KE przedstawi stanowisko ws. reformy sądownictwa w Polsce
Komisja Europejska przedstawi dziś stanowisko ws. reformy wymiaru sprawiedliwości w Polsce. Jak poinformował rzecznik KE Margaritis Schinas, w stanowisku zostanie uwzględniona decyzja prezydenta Andrzeja Dudy o zawetowaniu ustaw o Sądzie Najwyższym i Krajowej Radzie Sądownictwa.
Przed upublicznieniem swojego zapatrywania komisarze spotkają się na posiedzeniu. Jednym z tematów mają być ostatnie wydarzenia w naszym kraju.
Europoseł prof. Karol Karski podkreśla, że KE swoimi działaniami zabrnęła w ślepy zaułek, ponieważ procedura wobec Polski nie jest oparta na prawie Unii Europejskiej.

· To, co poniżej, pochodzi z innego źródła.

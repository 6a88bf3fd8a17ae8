//! Full grid snapshot of a generation process.

use crate::core::{Error, GridSize, Result, UVec3};

/// One full snapshot of the grid, as symbols.
#[derive(Clone, Debug, PartialEq, Eq)]
pub struct GenerationFrame {
    values: Vec<char>,
    size: GridSize,
    step_count: u32,
    /// Symbol of an untouched cell
    empty: char,
}

impl GenerationFrame {
    pub fn new(values: Vec<char>, size: GridSize, step_count: u32, empty: char) -> Result<Self> {
        if values.len() != size.volume() {
            return Err(Error::Frame(format!(
                "Frame of size {} needs {} cells, got {}",
                size,
                size.volume(),
                values.len()
            )));
        }
        Ok(Self { values, size, step_count, empty })
    }

    /// Build from legend indices, the generator's native form.
    ///
    /// `legend[0]` is the symbol of an untouched cell.
    pub fn from_indexed(values: &[u8], legend: &[char], size: GridSize, step_count: u32) -> Result<Self> {
        let empty = *legend
            .first()
            .ok_or_else(|| Error::Frame("Empty legend".into()))?;

        let symbols = values
            .iter()
            .map(|&v| {
                legend.get(v as usize).copied().ok_or_else(|| {
                    Error::Frame(format!("Value {} outside legend of {} symbols", v, legend.len()))
                })
            })
            .collect::<Result<Vec<char>>>()?;

        Self::new(symbols, size, step_count, empty)
    }

    pub fn values(&self) -> &[char] {
        &self.values
    }

    pub fn size(&self) -> GridSize {
        self.size
    }

    pub fn step_count(&self) -> u32 {
        self.step_count
    }

    pub fn empty_symbol(&self) -> char {
        self.empty
    }

    pub fn symbol_at(&self, cell: UVec3) -> Option<char> {
        if self.size.contains(cell) {
            Some(self.values[self.size.index(cell)])
        } else {
            None
        }
    }
}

– Mamy do czynienia z pewnym działaniem politycznym, nastawionym na to, aby Polska nie zajmowała się innymi poważnymi problemami, które mają miejsce w Unii Europejskiej. Wszyscy się jednak przekonali, że to nie powoduje zaprzestania przez Polskę dbania o własne interesy w UE ani osiągnięcia innych rezultatów, o których myślała KE. Komisja się spotka i ciekawe, jak „zje żabę, którą sama przygotowała i położyła na swoim talerzu”. Powinna się zajmować sprawami, do których została powołana, a nie tymi, co obecnie – uważa prof. Karol Karski.
KE oznajmiła w ubiegłym tygodniu, że jest bliska uruchomienia art. 7 traktatu unijnego dopuszczającego sankcje, w związku z planowanymi w Polsce zmianami w sądownictwie.
Wiceszef Komisji Frans Timmermans zapowiedział też, że KE przygotuje procedurę o naruszeniu prawa przez Polskę.
Kraje UE większością 3/5, po uzyskaniu zgody PE, mogą wówczas stwierdzić „istnienie wyraźnego ryzyka poważnego naruszenia” przez dany kraj wartości unijnych.
Dopiero w kolejnym kroku Rada Europejska, czyli szefowie państw i rządów, może jednomyślnie otworzyć drogę do sankcji.